Albert Einstein once said, “The definition of an idiot; someone who repeatedly does the same thing, but expects different results, not learning from the experience”. Yet this group will persuade themselves that

o it’s all part of the education process,
o the next system/methodology will be different – it will work,
o I’m determined not to give up, I’m not a failure and will ultimately succeed,
o I was unlucky …… the list could go on.

However, far from been of low intelligence or stupid, the profile of this group is in fact more often than not one of, well educated professionals, middle-class, successful business or career people of medium to high net worth. Typically, they are successful in other walks of life, particularly in their career or business and yet they fail to make a successful transition to a trading career. Furthermore, they spend vast sums of money on trader education typically accumulating a vast library of trading books and attend numerous expensive training courses and yet they still continually fail. With these apparent advantages why is it that they continue to fail (and on many occasions spectacularly so) over a prolonged period of time? The answer is that they attribute the failings to the wrong aspect of trading and incorrectly focus on resolving this. The 3 main aspects of trading are;

o the “Psychology” of trading,
o the “Methodology” or Systematic approach to entering/exiting trades,
o the “Money Management” of funds.

However, most people focus almost exclusively on the “methodology” (or system, often primarily using technical analysis) and give scant regard to the other two interrelated and more important elements. Consider a “system” that has a win/loss ratio of 50% and also a risk/reward ratio of 1:1. Such a hypothetical system is equivalent to “tossing-a-coin” and as such, ignoring transaction costs, would merely deliver break even returns and yet this is an inherently better performance than the majority of the trading hopefuls. However, most traders would argue (probably correctly) that from the knowledge and experience gained from studying technical analysis that firstly their win/loss ratio was better than 50%. That is, when planning and entering a trade they have used their skill and judgement to ensure that more often than not it will move in the direction they want. (If this were not true than you may as well toss a coin to determine when to trade!). Just a modest increase on tossing a coin, say 60%, meaning achieving 6 out of 10 winning trades should be easily achievable by applying correctly just a little knowledge. Secondly, they would argue that they can plan a trade that would have an initial minimum risk/reward ratio of 1:2, ensuring that on average, winning trades would be twice as profitable as any lossing ones. Given just a modest win/loss ratio of 60% and a risk/reward ratio of 1:2 most traders would be happy with achieving this (certainly as a launching point to a successful fulltime career). If most traders stuck to their “rules” they probably could in fact achieve comparable results however, in practice, other factors take over; greed, fear, ego, hesitation, hope ……
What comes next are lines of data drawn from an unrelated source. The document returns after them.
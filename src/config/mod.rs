mod types;

pub use types::*;

use crate::{Error, Result};
use std::env;
use tracing::debug;

/// Loads the YAML file named by `CONFIG_PATH` (defaults when unset), then
/// applies environment overrides.
pub async fn load() -> Result<Config> {
    let mut config = match env::var("CONFIG_PATH") {
        Ok(config_path) => load_file(&config_path).await?,
        Err(_) => Config::default(),
    };

    config.apply_env_with(|key| env::var(key).ok())?;

    Ok(config)
}

pub async fn load_file(config_path: &str) -> Result<Config> {
    debug!("Loading configuration from: {}", config_path);

    let config_str = tokio::fs::read_to_string(config_path).await?;
    let config: Config = serde_yaml::from_str(&config_str)?;

    Ok(config)
}

impl Config {
    /// Overrides fields from `PORT`, `OPENAI_API_KEY`, `OPENAI_BASE_URL` and
    /// `RUN_MODE`, resolved through `lookup`.
    pub fn apply_env_with<F>(&mut self, lookup: F) -> Result<()>
    where
        F: Fn(&str) -> Option<String>,
    {
        if let Some(port) = lookup("PORT").filter(|p| !p.is_empty()) {
            self.server.port = port
                .trim()
                .parse()
                .map_err(|_| Error::config(format!("Invalid PORT: '{}'", port)))?;
        }

        if let Some(api_key) = lookup("OPENAI_API_KEY") {
            self.llm.api_key = Some(api_key);
        }
        // An empty key counts as not configured.
        if self.llm.api_key.as_deref().is_some_and(str::is_empty) {
            self.llm.api_key = None;
        }

        if let Some(base_url) = lookup("OPENAI_BASE_URL").filter(|u| !u.is_empty()) {
            self.llm.base_url = base_url;
        }

        if let Some(mode) = lookup("RUN_MODE").filter(|m| !m.is_empty()) {
            self.server.mode = mode.parse().map_err(Error::Config)?;
        }

        Ok(())
    }
}
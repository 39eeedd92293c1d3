use axum::{
    body::Body,
    extract::{Request, State},
    http::{
        HeaderMap, HeaderValue, Method, StatusCode,
        header::{
            ACCESS_CONTROL_ALLOW_CREDENTIALS, ACCESS_CONTROL_ALLOW_HEADERS,
            ACCESS_CONTROL_ALLOW_METHODS, ACCESS_CONTROL_ALLOW_ORIGIN, ORIGIN,
        },
    },
    middleware::Next,
    response::Response,
};
use std::{collections::HashSet, sync::Arc};

const ALLOW_METHODS: &str = "POST, GET, OPTIONS";
const ALLOW_HEADERS: &str = "Content-Type, Authorization";

/// Exact-match origin allow-list.
#[derive(Debug, Clone, Default)]
pub struct CorsPolicy {
    allowed_origins: HashSet<String>,
}

impl CorsPolicy {
    pub fn new<I, S>(origins: I) -> Self
    where
        I: IntoIterator<Item = S>,
        S: Into<String>,
    {
        Self {
            allowed_origins: origins.into_iter().map(Into::into).collect(),
        }
    }

    pub fn is_allowed(&self, origin: &str) -> bool {
        self.allowed_origins.contains(origin)
    }

    /// Writes the CORS headers for a request that carried `origin`.
    pub fn apply(&self, origin: Option<&HeaderValue>, headers: &mut HeaderMap) {
        if let Some(origin) = origin {
            if origin.to_str().is_ok_and(|o| self.is_allowed(o)) {
                headers.insert(ACCESS_CONTROL_ALLOW_ORIGIN, origin.clone());
            }
        }

        headers.insert(
            ACCESS_CONTROL_ALLOW_METHODS,
            HeaderValue::from_static(ALLOW_METHODS),
        );
        headers.insert(
            ACCESS_CONTROL_ALLOW_HEADERS,
            HeaderValue::from_static(ALLOW_HEADERS),
        );
        headers.insert(
            ACCESS_CONTROL_ALLOW_CREDENTIALS,
            HeaderValue::from_static("true"),
        );
    }
}

/// Adds CORS headers to every response and answers any `OPTIONS` request
/// with an empty 200 without reaching the route.
pub async fn cors_middleware(
    State(policy): State<Arc<CorsPolicy>>,
    request: Request,
    next: Next,
) -> Response {
    let origin = request.headers().get(ORIGIN).cloned();

    let mut response = if request.method() == Method::OPTIONS {
        let mut response = Response::new(Body::empty());
        *response.status_mut() = StatusCode::OK;
        response
    } else {
        next.run(request).await
    };

    policy.apply(origin.as_ref(), response.headers_mut());
    response
}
Whatever the good intentions of the initial plan, quickly the “Psychology” of trading becomes the most important aspect. It is an individual’s personality traits that are ultimately the determinate of the success or failure in the execution of any system or methodology. Simply put, they don’t stick to the plan for a variety of well documented reasons. This also has a dramatic impact on the “money management” side of trading. It becomes non-existent, unquantifiable and certainly impossible to do a risk assessment going forward when the trading style has become virtually arbitrary. If aspiring traders would only analyze past trades critically to categorize if it were in fact the system that failed or the failure was in the execution of the rules, then much progress would be made. However, this leads to another failure of novice traders in that a trading log/diary is seldom kept to allow this crucial evaluation.